# PROBLEM
Your answer should be every line of the records that contains the word "super", copied as it stands.

-- INPUT RECORDS follows --

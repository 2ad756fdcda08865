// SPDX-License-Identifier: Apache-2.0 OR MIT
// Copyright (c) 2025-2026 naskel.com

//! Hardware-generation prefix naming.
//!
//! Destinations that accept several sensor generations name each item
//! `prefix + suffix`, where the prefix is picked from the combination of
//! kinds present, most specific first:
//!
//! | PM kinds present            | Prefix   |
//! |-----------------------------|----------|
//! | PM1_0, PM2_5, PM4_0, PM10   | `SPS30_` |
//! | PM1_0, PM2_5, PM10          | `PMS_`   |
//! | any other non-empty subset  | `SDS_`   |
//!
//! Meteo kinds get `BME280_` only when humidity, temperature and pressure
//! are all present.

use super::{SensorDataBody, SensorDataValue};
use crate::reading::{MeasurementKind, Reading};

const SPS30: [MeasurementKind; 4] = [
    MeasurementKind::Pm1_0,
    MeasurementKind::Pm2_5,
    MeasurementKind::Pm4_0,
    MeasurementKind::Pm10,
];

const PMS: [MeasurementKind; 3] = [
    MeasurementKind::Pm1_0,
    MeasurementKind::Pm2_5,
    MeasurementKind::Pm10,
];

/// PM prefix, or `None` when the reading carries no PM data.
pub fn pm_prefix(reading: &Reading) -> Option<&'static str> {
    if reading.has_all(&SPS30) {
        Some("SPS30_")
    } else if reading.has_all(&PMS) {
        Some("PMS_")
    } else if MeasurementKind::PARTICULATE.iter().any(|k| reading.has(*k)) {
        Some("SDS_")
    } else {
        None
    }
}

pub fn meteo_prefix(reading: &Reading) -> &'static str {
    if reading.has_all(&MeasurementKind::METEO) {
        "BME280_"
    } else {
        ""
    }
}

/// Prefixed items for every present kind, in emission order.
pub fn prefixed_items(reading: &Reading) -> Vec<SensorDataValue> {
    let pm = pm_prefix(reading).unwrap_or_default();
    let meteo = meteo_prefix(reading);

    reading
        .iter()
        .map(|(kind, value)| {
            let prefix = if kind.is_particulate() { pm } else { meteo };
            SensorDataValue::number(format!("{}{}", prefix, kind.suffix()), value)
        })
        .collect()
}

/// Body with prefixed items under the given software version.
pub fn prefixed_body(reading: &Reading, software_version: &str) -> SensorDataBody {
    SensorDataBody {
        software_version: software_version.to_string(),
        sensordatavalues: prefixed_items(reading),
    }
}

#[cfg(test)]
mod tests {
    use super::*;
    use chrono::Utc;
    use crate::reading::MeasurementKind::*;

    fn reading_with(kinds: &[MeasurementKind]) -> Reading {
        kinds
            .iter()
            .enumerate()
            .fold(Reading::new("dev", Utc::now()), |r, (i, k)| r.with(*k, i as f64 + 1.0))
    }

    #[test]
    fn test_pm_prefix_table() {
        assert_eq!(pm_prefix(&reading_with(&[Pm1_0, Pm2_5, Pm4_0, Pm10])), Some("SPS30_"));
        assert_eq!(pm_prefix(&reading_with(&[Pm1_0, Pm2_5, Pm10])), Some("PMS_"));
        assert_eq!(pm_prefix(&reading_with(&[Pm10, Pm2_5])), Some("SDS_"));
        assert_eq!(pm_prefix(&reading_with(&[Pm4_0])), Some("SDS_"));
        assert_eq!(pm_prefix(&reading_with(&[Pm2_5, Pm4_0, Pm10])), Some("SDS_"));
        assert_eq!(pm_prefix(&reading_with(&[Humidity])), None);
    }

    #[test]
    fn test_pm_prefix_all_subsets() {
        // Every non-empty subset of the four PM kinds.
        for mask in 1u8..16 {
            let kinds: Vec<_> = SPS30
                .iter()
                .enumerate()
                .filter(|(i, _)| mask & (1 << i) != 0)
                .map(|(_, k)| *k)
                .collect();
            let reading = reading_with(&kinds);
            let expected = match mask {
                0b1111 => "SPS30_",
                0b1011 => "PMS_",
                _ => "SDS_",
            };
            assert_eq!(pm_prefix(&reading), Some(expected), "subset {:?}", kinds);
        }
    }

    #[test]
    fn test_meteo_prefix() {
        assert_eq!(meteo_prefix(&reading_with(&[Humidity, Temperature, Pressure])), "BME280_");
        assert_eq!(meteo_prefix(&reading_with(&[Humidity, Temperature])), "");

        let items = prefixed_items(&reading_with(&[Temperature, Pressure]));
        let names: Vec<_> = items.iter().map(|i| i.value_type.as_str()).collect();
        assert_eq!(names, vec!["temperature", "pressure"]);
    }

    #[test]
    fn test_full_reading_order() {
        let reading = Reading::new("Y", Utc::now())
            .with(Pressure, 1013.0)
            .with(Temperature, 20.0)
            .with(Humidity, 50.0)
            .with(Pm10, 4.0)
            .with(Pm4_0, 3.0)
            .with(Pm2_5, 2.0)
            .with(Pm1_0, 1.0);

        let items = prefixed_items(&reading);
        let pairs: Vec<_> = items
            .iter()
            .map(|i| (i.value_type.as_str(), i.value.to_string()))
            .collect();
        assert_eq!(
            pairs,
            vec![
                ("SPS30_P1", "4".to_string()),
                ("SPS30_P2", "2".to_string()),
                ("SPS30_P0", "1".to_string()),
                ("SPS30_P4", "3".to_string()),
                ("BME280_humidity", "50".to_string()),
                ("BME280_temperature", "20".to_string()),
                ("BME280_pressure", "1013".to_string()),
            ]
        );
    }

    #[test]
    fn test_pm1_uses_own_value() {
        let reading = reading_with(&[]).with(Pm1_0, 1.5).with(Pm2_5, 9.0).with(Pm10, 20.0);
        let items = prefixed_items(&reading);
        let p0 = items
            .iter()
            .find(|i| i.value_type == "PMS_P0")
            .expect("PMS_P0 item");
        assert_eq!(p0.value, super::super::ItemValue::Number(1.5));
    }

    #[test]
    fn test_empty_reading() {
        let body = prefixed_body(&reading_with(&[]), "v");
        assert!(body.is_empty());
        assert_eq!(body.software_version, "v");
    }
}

-- INPUT RECORDS concluded --
-- INPUT RECORDS follows --

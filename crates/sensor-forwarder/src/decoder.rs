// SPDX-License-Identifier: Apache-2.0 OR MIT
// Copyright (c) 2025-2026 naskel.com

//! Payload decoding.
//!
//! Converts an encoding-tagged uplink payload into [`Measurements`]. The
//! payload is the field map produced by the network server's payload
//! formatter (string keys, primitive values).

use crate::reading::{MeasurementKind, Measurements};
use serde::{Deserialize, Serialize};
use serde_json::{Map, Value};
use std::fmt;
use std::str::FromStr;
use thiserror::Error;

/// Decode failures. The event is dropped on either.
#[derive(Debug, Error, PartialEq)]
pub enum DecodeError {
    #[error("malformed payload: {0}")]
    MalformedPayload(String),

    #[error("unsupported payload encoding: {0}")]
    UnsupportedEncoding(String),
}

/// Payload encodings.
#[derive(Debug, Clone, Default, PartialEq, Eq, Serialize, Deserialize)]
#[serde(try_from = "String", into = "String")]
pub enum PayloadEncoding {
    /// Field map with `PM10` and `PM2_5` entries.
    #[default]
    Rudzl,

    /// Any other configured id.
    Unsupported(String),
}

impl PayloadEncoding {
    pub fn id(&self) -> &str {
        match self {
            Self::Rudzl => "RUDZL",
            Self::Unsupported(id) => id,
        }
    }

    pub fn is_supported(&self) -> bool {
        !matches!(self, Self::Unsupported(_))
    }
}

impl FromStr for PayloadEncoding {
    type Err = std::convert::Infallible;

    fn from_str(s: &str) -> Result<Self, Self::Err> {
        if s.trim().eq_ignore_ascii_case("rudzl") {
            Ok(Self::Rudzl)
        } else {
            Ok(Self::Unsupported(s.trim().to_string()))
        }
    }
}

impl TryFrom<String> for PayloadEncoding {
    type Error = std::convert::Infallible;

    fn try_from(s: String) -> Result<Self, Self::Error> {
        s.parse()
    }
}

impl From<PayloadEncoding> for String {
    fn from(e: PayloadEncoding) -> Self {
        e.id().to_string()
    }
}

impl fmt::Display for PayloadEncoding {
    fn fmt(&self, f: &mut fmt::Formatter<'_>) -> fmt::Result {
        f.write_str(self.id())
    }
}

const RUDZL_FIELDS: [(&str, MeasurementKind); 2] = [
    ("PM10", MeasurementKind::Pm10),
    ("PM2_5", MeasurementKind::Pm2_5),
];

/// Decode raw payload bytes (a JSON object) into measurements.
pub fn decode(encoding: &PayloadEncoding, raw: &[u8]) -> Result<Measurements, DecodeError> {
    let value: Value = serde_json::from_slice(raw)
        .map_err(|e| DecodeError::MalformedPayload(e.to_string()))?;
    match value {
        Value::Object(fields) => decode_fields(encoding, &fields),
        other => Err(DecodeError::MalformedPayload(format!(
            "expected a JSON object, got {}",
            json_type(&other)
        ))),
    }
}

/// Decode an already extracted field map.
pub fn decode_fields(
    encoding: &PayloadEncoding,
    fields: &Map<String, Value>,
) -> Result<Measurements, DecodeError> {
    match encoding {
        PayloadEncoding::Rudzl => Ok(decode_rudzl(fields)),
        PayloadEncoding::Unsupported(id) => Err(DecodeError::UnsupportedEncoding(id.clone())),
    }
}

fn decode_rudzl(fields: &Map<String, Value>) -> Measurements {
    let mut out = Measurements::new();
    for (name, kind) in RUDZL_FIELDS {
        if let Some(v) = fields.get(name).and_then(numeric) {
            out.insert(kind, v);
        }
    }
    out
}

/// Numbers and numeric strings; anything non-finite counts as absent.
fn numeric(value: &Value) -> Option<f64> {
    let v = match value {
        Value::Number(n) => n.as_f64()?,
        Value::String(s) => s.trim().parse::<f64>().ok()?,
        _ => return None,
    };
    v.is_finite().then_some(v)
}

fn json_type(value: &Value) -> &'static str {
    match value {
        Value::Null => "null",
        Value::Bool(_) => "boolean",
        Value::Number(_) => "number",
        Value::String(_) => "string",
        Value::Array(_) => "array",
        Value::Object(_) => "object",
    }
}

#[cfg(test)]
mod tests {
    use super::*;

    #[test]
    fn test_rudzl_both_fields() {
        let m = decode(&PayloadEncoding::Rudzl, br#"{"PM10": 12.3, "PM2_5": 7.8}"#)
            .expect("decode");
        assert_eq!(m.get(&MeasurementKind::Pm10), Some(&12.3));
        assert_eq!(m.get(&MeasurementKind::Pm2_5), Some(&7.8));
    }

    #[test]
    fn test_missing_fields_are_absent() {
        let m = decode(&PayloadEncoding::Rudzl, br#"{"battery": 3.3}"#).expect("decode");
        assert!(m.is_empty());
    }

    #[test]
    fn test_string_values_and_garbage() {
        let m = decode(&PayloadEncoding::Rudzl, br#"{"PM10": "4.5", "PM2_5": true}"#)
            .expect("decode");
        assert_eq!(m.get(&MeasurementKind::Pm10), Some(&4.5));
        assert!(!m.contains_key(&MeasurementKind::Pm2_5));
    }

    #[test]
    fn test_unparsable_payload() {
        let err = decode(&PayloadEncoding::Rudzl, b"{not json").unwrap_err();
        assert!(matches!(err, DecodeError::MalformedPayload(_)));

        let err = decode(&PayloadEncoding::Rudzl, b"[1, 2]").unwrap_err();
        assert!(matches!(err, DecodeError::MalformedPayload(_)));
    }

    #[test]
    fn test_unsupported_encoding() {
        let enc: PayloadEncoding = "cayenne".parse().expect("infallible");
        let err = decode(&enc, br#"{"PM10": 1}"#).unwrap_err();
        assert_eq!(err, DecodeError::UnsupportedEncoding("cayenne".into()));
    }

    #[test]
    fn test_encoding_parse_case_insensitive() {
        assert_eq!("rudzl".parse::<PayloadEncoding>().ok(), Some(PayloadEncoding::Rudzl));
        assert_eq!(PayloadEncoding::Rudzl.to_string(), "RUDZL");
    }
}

-- INPUT RECORDS concluded --

# RESULT OF THIS TASK
use super::{SensorDataBody, SensorDataValue};
    use super::*;
        assert_eq!(p0.value, super::super::ItemValue::Number(1.5));
    use super::*;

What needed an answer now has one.